What you have to do »
Scan the records for "capped". Show the matching lines.

(Stored data)
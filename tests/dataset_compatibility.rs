//! Dataset compatibility and format validation tests
//!
//! Tests for ensuring different data formats work correctly across the pipeline

use msvm::utils::validation::class_balance;
use msvm::{api::SVM, CSVDataset, Dataset, KernelCache, LibSVMDataset};
use std::io::Write;
use tempfile::NamedTempFile;

fn write_temp(data: &str) -> NamedTempFile {
    let mut temp_file = NamedTempFile::new().expect("Failed to create temp file");
    write!(temp_file, "{data}").expect("Failed to write");
    temp_file.flush().expect("Failed to flush");
    temp_file
}

/// Test LibSVM format variations
#[test]
fn test_libsvm_format_variations() {
    let test_cases = vec![
        // Basic format
        (
            "+1 1:0.5 3:1.2 7:0.8\n-1 2:0.3 5:2.1\n+1 1:0.4 3:1.0\n-1 2:0.2 5:1.9\n",
            "basic format",
        ),
        // With comments and empty lines
        (
            "# This is a comment\n+1 1:0.5 3:1.2\n\n# Another comment\n-1 2:0.3\n+1 1:0.6\n-1 2:0.4\n",
            "with comments",
        ),
        // Multi-class integer labels
        (
            "0 1:0.0\n0 1:0.2\n4 1:2.0\n4 1:2.2\n9 1:4.0\n9 1:4.2\n",
            "multi-class labels",
        ),
        // Integral float labels
        (
            "1.0 1:0.5 2:1.0\n1.0 1:0.4 2:1.1\n2.0 1:-0.5 2:-1.0\n2.0 1:-0.4 2:-1.1\n",
            "float labels",
        ),
        // Sparse indices (non-consecutive)
        (
            "+1 1:1.0 10:2.0 100:3.0\n+1 1:1.1 10:2.1\n-1 5:1.5 50:2.5\n-1 5:1.4 99:3.5\n",
            "sparse indices",
        ),
        // Single feature
        (
            "+1 1:2.0\n-1 1:-2.0\n+1 1:1.8\n-1 1:-1.8\n",
            "single feature",
        ),
    ];

    for (data, description) in test_cases {
        let temp_file = write_temp(data);

        // Test dataset loading
        let dataset = LibSVMDataset::from_file(temp_file.path())
            .unwrap_or_else(|e| panic!("Failed to load LibSVM dataset ({description}): {e}"));
        assert!(dataset.len() >= 4, "too few samples: {description}");
        assert!(dataset.dim() > 0, "no dimensions: {description}");

        // Test training
        let model = SVM::new()
            .train_dataset(&dataset)
            .unwrap_or_else(|e| panic!("Training failed for {description}: {e}"));

        // Predictions are always one of the training labels
        let labels = dataset.labels();
        let prediction = model.predict(dataset.row(0)).expect("dim ok");
        assert!(
            labels.contains(&prediction.label),
            "unexpected label {} for {description}",
            prediction.label
        );
    }
}

/// Test CSV format variations
#[test]
fn test_csv_format_variations() {
    let test_cases = vec![
        // With header
        (
            "feature1,feature2,label\n1.0,2.0,1\n-1.0,-2.0,-1\n2.0,1.0,1\n-2.0,-1.0,-1\n",
            "with header",
        ),
        // Without header
        ("1.0,2.0,1\n-1.0,-2.0,-1\n2.0,1.0,1\n-2.0,-1.0,-1\n", "without header"),
        // Multiple features
        (
            "1.0,2.0,3.0,1\n-1.0,-2.0,-3.0,2\n0.5,1.5,2.5,1\n-0.5,-1.5,-2.5,2\n",
            "multiple features",
        ),
        // Floating point labels
        (
            "1.0,2.0,1.0\n-1.0,-2.0,3.0\n1.2,2.0,1.0\n-1.2,-2.0,3.0\n",
            "floating point labels",
        ),
        // Three classes
        (
            "0.0,0.0,1\n0.2,0.1,1\n3.0,0.0,2\n3.1,0.2,2\n0.0,3.0,3\n0.1,3.2,3\n",
            "three classes",
        ),
    ];

    for (data, description) in test_cases {
        let temp_file = write_temp(data);

        let dataset = CSVDataset::from_file(temp_file.path())
            .unwrap_or_else(|e| panic!("Failed to load CSV dataset ({description}): {e}"));
        assert!(dataset.len() >= 4, "too few samples: {description}");
        assert!(dataset.dim() > 0, "no dimensions: {description}");

        let result = SVM::new().train_dataset(&dataset);
        assert!(result.is_ok(), "Training should succeed for: {description}");
    }
}

/// Test cross-format compatibility
#[test]
fn test_cross_format_compatibility() {
    // Create the same logical dataset in both formats
    let libsvm_data = "1 1:2.0 2:1.0\n1 1:1.8 2:1.1\n2 1:-2.0 2:-1.0\n2 1:-1.8 2:-1.1\n3 1:0.0 2:3.0\n3 1:0.2 2:3.1\n";
    let csv_data = "feature1,feature2,label\n2.0,1.0,1\n1.8,1.1,1\n-2.0,-1.0,2\n-1.8,-1.1,2\n0.0,3.0,3\n0.2,3.1,3\n";

    let libsvm_file = write_temp(libsvm_data);
    let csv_file = write_temp(csv_data);

    let libsvm_set = LibSVMDataset::from_file(libsvm_file.path())
        .and_then(LibSVMDataset::into_training_set)
        .expect("Failed to load LibSVM dataset");
    let csv_set = CSVDataset::from_file(csv_file.path())
        .and_then(CSVDataset::into_training_set)
        .expect("Failed to load CSV dataset");

    // Dense rows make both formats load to the same training set
    assert_eq!(libsvm_set, csv_set);

    // Train models on both datasets
    let libsvm_model = SVM::new()
        .pairwise(true)
        .train(&libsvm_set)
        .expect("LibSVM training should succeed");
    let csv_model = SVM::new()
        .pairwise(true)
        .train(&csv_set)
        .expect("CSV training should succeed");

    assert_eq!(libsvm_model.inner().alphas(), csv_model.inner().alphas());
    assert_eq!(libsvm_model.inner().biases(), csv_model.inner().biases());
    assert_eq!(libsvm_model.evaluate(&libsvm_set).expect("dim ok"), 1.0);
}

/// Test large dimension handling
#[test]
fn test_large_dimensions() {
    let mut libsvm_data = String::new();

    // Features at high indices are densified
    libsvm_data.push_str("1 100:1.0 1000:2.0 5000:1.5\n");
    libsvm_data.push_str("1 150:1.2 1500:1.8 4000:1.3\n");
    libsvm_data.push_str("2 200:1.0 2000:2.0 3000:1.5\n");
    libsvm_data.push_str("2 250:1.2 2500:1.8 3500:1.3\n");

    let temp_file = write_temp(&libsvm_data);
    let dataset = LibSVMDataset::from_file(temp_file.path())
        .expect("Failed to load high-dimensional dataset");

    assert_eq!(dataset.len(), 4);
    assert_eq!(dataset.dim(), 5000); // Max index was 4999 (0-based), so dim is 5000
    assert_eq!(dataset.row(0)[99], 1.0);
    assert_eq!(dataset.row(0)[100], 0.0);

    let model = SVM::new()
        .with_max_sweeps(100)
        .train_dataset(&dataset)
        .expect("Training on high-dimensional data should succeed");

    assert_eq!(model.evaluate(&dataset).expect("dim ok"), 1.0);
}

/// Test malformed data handling
#[test]
fn test_malformed_data_handling() {
    let libsvm_cases = vec![
        ("invalid_label 1:1.0\n", "invalid label"),
        ("0.5 1:1.0\n", "fractional label"),
        ("+1 invalid_feature\n", "invalid feature format"),
        ("+1 0:1.0\n", "zero-based index"),
        ("+1 1:invalid_value\n", "invalid feature value"),
        ("1 1:1 18446744073709551615:1\n2 1:2\n", "index past the maximum dimension"),
        ("1 99999999999999999999999:1\n", "index overflowing usize"),
        ("", "empty file"),
    ];
    for (data, description) in libsvm_cases {
        let temp_file = write_temp(data);
        assert!(
            LibSVMDataset::from_file(temp_file.path()).is_err(),
            "LibSVM should reject malformed data: {description}"
        );
    }

    let csv_cases = vec![
        ("1,invalid_number,1\n", "invalid number"),
        ("1.0,2.0,1\n1.0,1\n", "ragged rows"),
        ("1.0,2.0,x\n", "invalid label"),
        ("", "empty file"),
    ];
    for (data, description) in csv_cases {
        let temp_file = write_temp(data);
        assert!(
            CSVDataset::from_file(temp_file.path()).is_err(),
            "CSV should reject malformed data: {description}"
        );
    }
}

/// Test dataset statistics and validation
#[test]
fn test_dataset_validation() {
    let data = "1 1:3.0 2:4.0\n1 1:2.8 2:4.2\n1 1:3.2 2:3.8\n2 1:-3.0 2:-4.0\n2 1:-2.8 2:-4.2\n3 1:0.0 2:9.0\n";
    let temp_file = write_temp(data);
    let dataset = LibSVMDataset::from_file(temp_file.path()).expect("Failed to load dataset");

    let balance = class_balance(&dataset.labels());
    assert_eq!(balance.len(), 3);
    assert_eq!(balance[0], (1, 3, 0.5));
    assert_eq!(balance[1].1, 2);
    assert_eq!(balance[2].1, 1);

    // class 3 has a single example
    let err = SVM::new().train_dataset(&dataset).unwrap_err();
    assert!(err.is_invalid_input());
    assert!(err.to_string().contains("Class 3"));
}

/// Test kernel cache sizing against the problem size
#[test]
fn test_cache_sizing() {
    // 10 rows have 45 distinct off-diagonal pairs
    let small = KernelCache::for_problem(10, 1 << 20);
    assert_eq!(small.stats().capacity, 45);

    // capped by memory once the diagonal is paid for
    let diagonal = 1000 * std::mem::size_of::<Option<f64>>();
    let capped = KernelCache::for_problem(1000, diagonal + 2400);
    assert_eq!(capped.stats().capacity, 100);

    let tiny = KernelCache::for_problem(1000, 0);
    assert_eq!(tiny.stats().capacity, 1);
}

Result of this exercise »
    // capped by memory once the diagonal is paid for
    let capped = KernelCache::for_problem(1000, diagonal + 2400);
    assert_eq!(capped.stats().capacity, 100);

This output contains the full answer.